Assembleia Municipal aprova alteração ao Mapa de Pessoal por causa da Creche

A primeira alteração do Mapa de Pessoal em 2020, igualmente aprovado por unanimidade, abre a possibilidade “de procedermos a um concurso para dois técnicos de superiores Educador de Infância e quatro postos de trabalho para assistente operacional” tendo em conta a abertura da Creche Municipal.

A Câmara apresenta três formas de dar resposta em termos de recursos humanos para a Creche: “uma com os recursos humanos do Município. Pessoas com alguma experiência que podem fazer esse trabalho” assegura Miguel Borges dando conta que uma assistente operacional do Município é Educadora de Infância de formação.

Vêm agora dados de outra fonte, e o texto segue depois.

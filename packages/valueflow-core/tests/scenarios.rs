//! End-to-end scenarios over the full pipeline: def/use analysis, the
//! intraprocedural summary phase, and the interprocedural composition phase,
//! all driven through the in-memory program database.

use pretty_assertions::assert_eq;

use valueflow_core::config::{DYNAMIC_METHOD_ID, RETURN_SYMBOL_ID};
use valueflow_core::features::resolver::Resolver;
use valueflow_core::features::state_space::{StateKind, StateValue, SymbolStateSpace};
use valueflow_core::features::summary::MethodSummaryTemplate;
use valueflow_core::shared::models::{ConstValue, MethodId, Operand, StmtKind};
use valueflow_core::{AnalysisSession, MemoryProgramDb, ProgramBuilder, ProgramDb};

fn call(target: &str, name: &str, positional_args: Vec<Operand>) -> StmtKind {
    StmtKind::Call {
        target: target.into(),
        name: name.into(),
        positional_args,
        named_args: vec![],
        packed_positional_arg: None,
        packed_named_arg: None,
    }
}

/// `f(p) { p.x = 1; return p; }`
fn build_field_write_method(builder: &mut ProgramBuilder, unit: i64) -> MethodId {
    let f = builder.begin_method(unit, "f", &["p"]);
    builder.stmt(StmtKind::FieldWrite {
        receiver: "p".into(),
        field: "x".into(),
        source: Operand::int(1),
    });
    builder.stmt(StmtKind::Return {
        value: Some(Operand::var("p")),
    });
    builder.end_method();
    f
}

fn has_field_const(space: &SymbolStateSpace, index: usize, field: &str, expected: i64) -> bool {
    let Some(state) = space.state(index) else {
        return false;
    };
    let Some(children) = state.fields.get(field) else {
        return false;
    };
    children.iter().any(|&child| {
        matches!(
            space.state(child).map(|s| &s.value),
            Some(StateValue::Const(ConstValue::Int(v))) if *v == expected
        )
    })
}

#[test]
fn test_parameter_field_write_flows_into_summary() {
    let mut builder = ProgramBuilder::new();
    let unit = builder.add_unit("main");
    let f = build_field_write_method(&mut builder, unit);
    builder.add_entry_point(f);
    let db = builder.build();

    let mut session = AnalysisSession::new(&db);
    session.run().unwrap();

    let template = session.store.summary_template(f).expect("summary for f");
    let space = session.store.template_space(f).expect("space for f");
    let p_id = db.method_parameters(f)[0].symbol_id;

    let param_entries = &template.parameter_symbols[&p_id];
    assert_eq!(param_entries.len(), 1);
    let param_index = param_entries.iter().next().unwrap().new_index.unwrap();
    assert!(has_field_const(space, param_index, "x", 1));

    // the returned value aliases the parameter's final state
    let return_indexes: Vec<usize> = template.return_symbols[&RETURN_SYMBOL_ID]
        .iter()
        .map(|e| e.new_index.unwrap())
        .collect();
    assert_eq!(return_indexes, vec![param_index]);
}

#[test]
fn test_callee_summary_splices_into_caller() {
    let mut builder = ProgramBuilder::new();
    let unit = builder.add_unit("main");
    let f = build_field_write_method(&mut builder, unit);

    // g() { obj = {}; r = f(obj); return obj; }
    let g = builder.begin_method(unit, "g", &[]);
    builder.stmt(StmtKind::NewRecord {
        target: "obj".into(),
    });
    let call_stmt = builder.stmt(call("r", "f", vec![Operand::var("obj")]));
    builder.stmt(StmtKind::Return {
        value: Some(Operand::var("obj")),
    });
    builder.end_method();
    builder.add_entry_point(g);
    let db = builder.build();

    let mut session = AnalysisSession::new(&db);
    session.run().unwrap();

    assert!(session.store.call_graph.has_call_site(g, f, call_stmt));

    // alias write-through: obj gained x -> 1 from f's summary
    let template = session.store.summary_template(g).expect("summary for g");
    let space = session.store.template_space(g).expect("space for g");
    let return_entries = &template.return_symbols[&RETURN_SYMBOL_ID];
    assert!(!return_entries.is_empty());
    assert!(return_entries
        .iter()
        .any(|e| has_field_const(space, e.new_index.unwrap(), "x", 1)));

    // the splice redefined the argument symbol at the call site
    let artifacts = session.store.summary_phase(g).unwrap();
    assert!(!artifacts.statuses[&call_stmt]
        .implicitly_defined_symbols
        .is_empty());

    // the interprocedural phase produced a call-site instance and recorded
    // the maximal concrete path
    assert!(session.store.summary_instance((g, call_stmt, f)).is_some());
    let paths: Vec<&[i64]> = session
        .store
        .call_paths
        .iter()
        .map(|p| p.elements())
        .collect();
    assert_eq!(paths, vec![&[g, call_stmt, f][..]]);
}

#[test]
fn test_mutual_recursion_terminates_with_finite_summaries() {
    let mut builder = ProgramBuilder::new();
    let unit = builder.add_unit("main");

    let a = builder.begin_method(unit, "a", &[]);
    builder.stmt(call("x", "b", vec![]));
    builder.stmt(StmtKind::Return {
        value: Some(Operand::var("x")),
    });
    builder.end_method();

    let b = builder.begin_method(unit, "b", &[]);
    builder.stmt(call("y", "a", vec![]));
    builder.stmt(StmtKind::Return {
        value: Some(Operand::var("y")),
    });
    builder.end_method();

    builder.add_entry_point(a);
    let db = builder.build();

    let mut session = AnalysisSession::new(&db);
    session.run().unwrap();

    for method in [a, b] {
        let template = session
            .store
            .summary_template(method)
            .expect("recursive method summarized");
        assert!(!template.return_symbols.is_empty());
    }
    // the cycle completed with a placeholder, not an unbounded expansion
    let b_template = session.store.summary_template(b).unwrap();
    let b_space = session.store.template_space(b).unwrap();
    let b_return = b_template.return_symbols[&RETURN_SYMBOL_ID]
        .iter()
        .next()
        .unwrap();
    assert_eq!(
        b_space.state(b_return.new_index.unwrap()).unwrap().kind,
        StateKind::Anything
    );

    assert!(session.store.call_graph.has_edge(a, b));
    assert!(session.store.call_graph.has_edge(b, a));
}

#[test]
fn test_straight_line_redefinitions_keep_only_the_last() {
    let mut builder = ProgramBuilder::new();
    let unit = builder.add_unit("main");
    let f = builder.begin_method(unit, "f", &[]);
    for v in 1..=3 {
        builder.stmt(StmtKind::Assign {
            target: "a".into(),
            operator: None,
            operand: Operand::int(v),
            operand2: None,
        });
    }
    builder.stmt(StmtKind::Return {
        value: Some(Operand::var("a")),
    });
    builder.end_method();
    builder.add_entry_point(f);
    let db = builder.build();

    let mut session = AnalysisSession::new(&db);
    session.run().unwrap();

    let template = session.store.summary_template(f).unwrap();
    let space = session.store.template_space(f).unwrap();
    let return_entries = &template.return_symbols[&RETURN_SYMBOL_ID];
    assert_eq!(return_entries.len(), 1);
    let state = space
        .state(return_entries.iter().next().unwrap().new_index.unwrap())
        .unwrap();
    assert_eq!(state.value, StateValue::Const(ConstValue::Int(3)));
}

#[test]
fn test_loop_converges_within_round_caps() {
    let mut builder = ProgramBuilder::new();
    let unit = builder.add_unit("main");
    let f = builder.begin_method(unit, "f", &[]);
    builder.stmt(StmtKind::Assign {
        target: "i".into(),
        operator: None,
        operand: Operand::int(0),
        operand2: None,
    });
    builder.begin_while(Operand::var("c"));
    builder.stmt(StmtKind::Assign {
        target: "i".into(),
        operator: Some("+".into()),
        operand: Operand::var("i"),
        operand2: Some(Operand::int(1)),
    });
    builder.end_loop();
    builder.stmt(StmtKind::Return {
        value: Some(Operand::var("i")),
    });
    builder.end_method();
    builder.add_entry_point(f);
    let db = builder.build();

    let mut session = AnalysisSession::new(&db);
    // must reach the bounded fixed point instead of iterating forever
    session.run().unwrap();

    let template = session.store.summary_template(f).unwrap();
    assert!(!template.return_symbols.is_empty());
}

#[test]
fn test_unresolved_callee_degrades_to_anything() {
    let mut builder = ProgramBuilder::new();
    let unit = builder.add_unit("main");
    let f = builder.begin_method(unit, "f", &[]);
    let call_stmt = builder.stmt(call("u", "mystery", vec![]));
    builder.stmt(StmtKind::Return {
        value: Some(Operand::var("u")),
    });
    builder.end_method();
    builder.add_entry_point(f);
    let db = builder.build();

    let mut session = AnalysisSession::new(&db);
    session.run().unwrap();

    assert!(session.store.call_graph.has_edge(f, DYNAMIC_METHOD_ID));

    let template = session.store.summary_template(f).unwrap();
    let space = session.store.template_space(f).unwrap();
    assert!(template.dynamic_call_stmts.contains(&call_stmt));
    let return_entries = &template.return_symbols[&RETURN_SYMBOL_ID];
    assert!(!return_entries.is_empty());
    for entry in return_entries {
        let state = space.state(entry.new_index.unwrap()).unwrap();
        assert_eq!(state.kind, StateKind::Anything);
    }
}

fn summarize(db: &MemoryProgramDb) -> AnalysisSession<'_> {
    let mut session = AnalysisSession::new(db);
    session.run_def_use().unwrap();
    session.run_summary_phase().unwrap();
    session
}

#[test]
fn test_summary_generation_is_idempotent() {
    let mut builder = ProgramBuilder::new();
    let unit = builder.add_unit("main");
    let f = build_field_write_method(&mut builder, unit);
    let db = builder.build();

    let first = summarize(&db);
    let second = summarize(&db);

    let t1 = first.store.summary_template(f).unwrap();
    let t2 = second.store.summary_template(f).unwrap();
    let sp1 = first.store.template_space(f).unwrap();
    let sp2 = second.store.template_space(f).unwrap();

    for (record1, record2) in [
        (&t1.parameter_symbols, &t2.parameter_symbols),
        (&t1.return_symbols, &t2.return_symbols),
    ] {
        assert_eq!(record1.len(), record2.len());
        for (symbol_id, entries1) in record1 {
            let entries2 = &record2[symbol_id];
            assert_eq!(entries1.len(), entries2.len());
            for entry1 in entries1 {
                let index1 = entry1.new_index.unwrap();
                assert!(entries2.iter().any(|entry2| {
                    Resolver::are_states_identical(sp1, index1, sp2, entry2.new_index.unwrap())
                }));
            }
        }
    }
}

#[test]
fn test_summary_template_survives_json_round_trip() {
    let mut builder = ProgramBuilder::new();
    let unit = builder.add_unit("main");
    let f = build_field_write_method(&mut builder, unit);
    let db = builder.build();
    let session = summarize(&db);

    let template = session.store.summary_template(f).unwrap();
    let json = serde_json::to_string(template).unwrap();
    let reloaded: MethodSummaryTemplate = serde_json::from_str(&json).unwrap();

    assert_eq!(reloaded.method_id, template.method_id);
    assert_eq!(
        reloaded.parameter_symbols.len(),
        template.parameter_symbols.len()
    );
    assert_eq!(
        reloaded.return_symbols[&RETURN_SYMBOL_ID],
        template.return_symbols[&RETURN_SYMBOL_ID]
    );
}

Depois, “numa primeira fase, iremos perceber através de candidaturas ao centro de Emprego, as pessoas que estão disponíveis já em termos de Contrato de Emprego de Inserção ou para trabalhar na Escola; por último a partir deste momento há a possibilidade de mobilidade. Alguém que esteja nos quadros do Estado e queira vir de mobilidade para este trabalho, tem de ser aceite pela origem (pelo próprio) e pelo destino” explica.

A alteração do Mapa de Pessoal foi aprovado com 19 votos favoráveis.